_Aim of the exercise:_ Which lines in the records below include the word "body"? Report each of them in full.

_Supplied data:_

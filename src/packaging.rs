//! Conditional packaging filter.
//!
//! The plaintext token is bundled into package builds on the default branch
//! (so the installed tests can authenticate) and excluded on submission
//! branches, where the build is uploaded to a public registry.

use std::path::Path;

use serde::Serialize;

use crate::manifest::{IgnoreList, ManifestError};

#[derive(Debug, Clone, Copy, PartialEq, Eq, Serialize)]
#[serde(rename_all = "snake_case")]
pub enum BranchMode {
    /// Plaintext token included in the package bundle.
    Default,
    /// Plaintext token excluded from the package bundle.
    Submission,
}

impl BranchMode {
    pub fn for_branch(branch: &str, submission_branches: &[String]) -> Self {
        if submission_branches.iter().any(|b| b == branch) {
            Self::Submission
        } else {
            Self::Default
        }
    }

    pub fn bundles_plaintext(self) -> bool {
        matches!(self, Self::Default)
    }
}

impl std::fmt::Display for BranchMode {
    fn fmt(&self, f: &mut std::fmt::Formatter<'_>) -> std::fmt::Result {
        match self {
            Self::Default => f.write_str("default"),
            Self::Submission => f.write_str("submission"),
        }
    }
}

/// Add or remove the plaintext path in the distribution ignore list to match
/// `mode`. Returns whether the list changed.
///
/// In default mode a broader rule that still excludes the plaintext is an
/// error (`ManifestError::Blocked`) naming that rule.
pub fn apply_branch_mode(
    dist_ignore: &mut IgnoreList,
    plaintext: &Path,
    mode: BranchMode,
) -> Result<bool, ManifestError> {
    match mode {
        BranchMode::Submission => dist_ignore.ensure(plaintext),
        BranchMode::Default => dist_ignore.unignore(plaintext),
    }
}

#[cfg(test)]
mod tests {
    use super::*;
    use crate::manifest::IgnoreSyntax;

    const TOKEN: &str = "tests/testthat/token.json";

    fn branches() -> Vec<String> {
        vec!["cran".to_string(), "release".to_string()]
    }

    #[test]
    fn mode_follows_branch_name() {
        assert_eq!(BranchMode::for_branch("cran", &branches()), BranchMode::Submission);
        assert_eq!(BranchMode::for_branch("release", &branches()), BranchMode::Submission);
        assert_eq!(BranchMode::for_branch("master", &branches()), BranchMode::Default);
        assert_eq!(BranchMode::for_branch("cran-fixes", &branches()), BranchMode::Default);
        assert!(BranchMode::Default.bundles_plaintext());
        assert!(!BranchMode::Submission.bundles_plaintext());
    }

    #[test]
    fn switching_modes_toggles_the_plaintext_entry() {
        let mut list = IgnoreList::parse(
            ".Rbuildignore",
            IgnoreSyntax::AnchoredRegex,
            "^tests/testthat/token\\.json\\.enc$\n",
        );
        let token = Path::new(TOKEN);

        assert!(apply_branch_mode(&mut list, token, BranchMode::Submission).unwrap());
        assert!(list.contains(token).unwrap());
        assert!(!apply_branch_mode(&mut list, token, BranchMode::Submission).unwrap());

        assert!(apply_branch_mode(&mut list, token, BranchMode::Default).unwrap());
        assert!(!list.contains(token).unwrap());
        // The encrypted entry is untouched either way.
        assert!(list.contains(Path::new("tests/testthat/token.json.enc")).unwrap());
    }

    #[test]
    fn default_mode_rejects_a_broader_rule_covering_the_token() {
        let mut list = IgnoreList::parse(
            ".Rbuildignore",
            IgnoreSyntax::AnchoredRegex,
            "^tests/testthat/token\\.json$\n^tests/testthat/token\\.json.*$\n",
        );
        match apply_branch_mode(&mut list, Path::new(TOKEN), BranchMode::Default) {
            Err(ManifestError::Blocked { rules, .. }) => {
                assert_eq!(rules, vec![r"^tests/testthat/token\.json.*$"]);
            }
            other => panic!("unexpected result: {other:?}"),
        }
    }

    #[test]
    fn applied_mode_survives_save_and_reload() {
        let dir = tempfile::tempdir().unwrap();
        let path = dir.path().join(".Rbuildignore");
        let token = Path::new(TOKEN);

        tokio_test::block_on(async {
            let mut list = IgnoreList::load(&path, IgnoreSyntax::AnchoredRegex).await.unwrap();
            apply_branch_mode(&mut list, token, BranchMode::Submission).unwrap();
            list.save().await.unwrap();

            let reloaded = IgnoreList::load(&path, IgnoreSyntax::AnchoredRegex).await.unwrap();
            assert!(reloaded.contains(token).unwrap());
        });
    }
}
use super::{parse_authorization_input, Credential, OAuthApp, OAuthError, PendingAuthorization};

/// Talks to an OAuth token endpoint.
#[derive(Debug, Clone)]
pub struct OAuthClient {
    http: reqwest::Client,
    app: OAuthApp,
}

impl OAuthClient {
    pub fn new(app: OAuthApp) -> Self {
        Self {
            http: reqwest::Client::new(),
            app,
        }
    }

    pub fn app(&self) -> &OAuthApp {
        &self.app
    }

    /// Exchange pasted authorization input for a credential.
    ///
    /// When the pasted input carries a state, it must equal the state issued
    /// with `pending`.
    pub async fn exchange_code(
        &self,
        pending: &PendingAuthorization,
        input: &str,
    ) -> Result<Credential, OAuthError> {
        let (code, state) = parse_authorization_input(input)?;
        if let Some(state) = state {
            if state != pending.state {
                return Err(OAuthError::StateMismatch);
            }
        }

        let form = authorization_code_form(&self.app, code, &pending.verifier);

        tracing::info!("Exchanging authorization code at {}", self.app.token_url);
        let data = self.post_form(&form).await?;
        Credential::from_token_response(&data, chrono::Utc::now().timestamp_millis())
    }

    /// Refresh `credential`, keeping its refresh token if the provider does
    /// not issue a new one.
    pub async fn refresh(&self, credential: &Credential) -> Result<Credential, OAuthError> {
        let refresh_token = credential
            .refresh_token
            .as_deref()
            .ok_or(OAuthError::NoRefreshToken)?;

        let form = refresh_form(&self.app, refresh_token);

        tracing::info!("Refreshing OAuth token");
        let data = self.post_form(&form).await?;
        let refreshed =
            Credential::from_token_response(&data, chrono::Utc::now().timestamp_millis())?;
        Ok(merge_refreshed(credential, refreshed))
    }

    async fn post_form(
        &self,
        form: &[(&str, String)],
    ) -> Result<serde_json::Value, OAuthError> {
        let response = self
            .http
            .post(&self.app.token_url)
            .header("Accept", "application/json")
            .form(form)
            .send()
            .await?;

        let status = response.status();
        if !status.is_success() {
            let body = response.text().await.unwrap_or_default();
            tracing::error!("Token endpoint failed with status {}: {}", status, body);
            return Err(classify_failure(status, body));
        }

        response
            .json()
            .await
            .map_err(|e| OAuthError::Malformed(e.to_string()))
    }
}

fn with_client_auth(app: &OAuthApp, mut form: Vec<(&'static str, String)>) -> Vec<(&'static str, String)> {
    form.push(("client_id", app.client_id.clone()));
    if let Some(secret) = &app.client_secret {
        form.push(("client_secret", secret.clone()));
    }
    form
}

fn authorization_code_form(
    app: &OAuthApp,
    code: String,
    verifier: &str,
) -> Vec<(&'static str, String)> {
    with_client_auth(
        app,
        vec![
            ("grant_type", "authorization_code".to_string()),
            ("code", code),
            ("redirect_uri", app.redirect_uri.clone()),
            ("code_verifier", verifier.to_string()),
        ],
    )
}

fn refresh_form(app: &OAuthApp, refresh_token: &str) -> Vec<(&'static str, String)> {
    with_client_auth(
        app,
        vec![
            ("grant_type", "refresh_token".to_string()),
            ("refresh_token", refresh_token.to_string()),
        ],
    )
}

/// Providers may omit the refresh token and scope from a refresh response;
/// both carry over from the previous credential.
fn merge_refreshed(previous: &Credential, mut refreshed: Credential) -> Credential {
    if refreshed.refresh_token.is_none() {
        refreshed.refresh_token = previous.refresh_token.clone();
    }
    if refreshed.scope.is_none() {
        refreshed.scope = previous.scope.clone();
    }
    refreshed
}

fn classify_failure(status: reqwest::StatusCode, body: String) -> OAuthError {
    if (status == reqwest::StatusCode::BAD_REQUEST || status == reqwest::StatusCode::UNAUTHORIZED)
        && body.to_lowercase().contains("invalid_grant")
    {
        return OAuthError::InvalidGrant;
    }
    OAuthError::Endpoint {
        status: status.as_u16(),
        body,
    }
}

_Solved problem:_
            let body = response.text().await.unwrap_or_default();
            tracing::error!("Token endpoint failed with status {}: {}", status, body);
            return Err(classify_failure(status, body));
fn classify_failure(status: reqwest::StatusCode, body: String) -> OAuthError {
        && body.to_lowercase().contains("invalid_grant")
        body,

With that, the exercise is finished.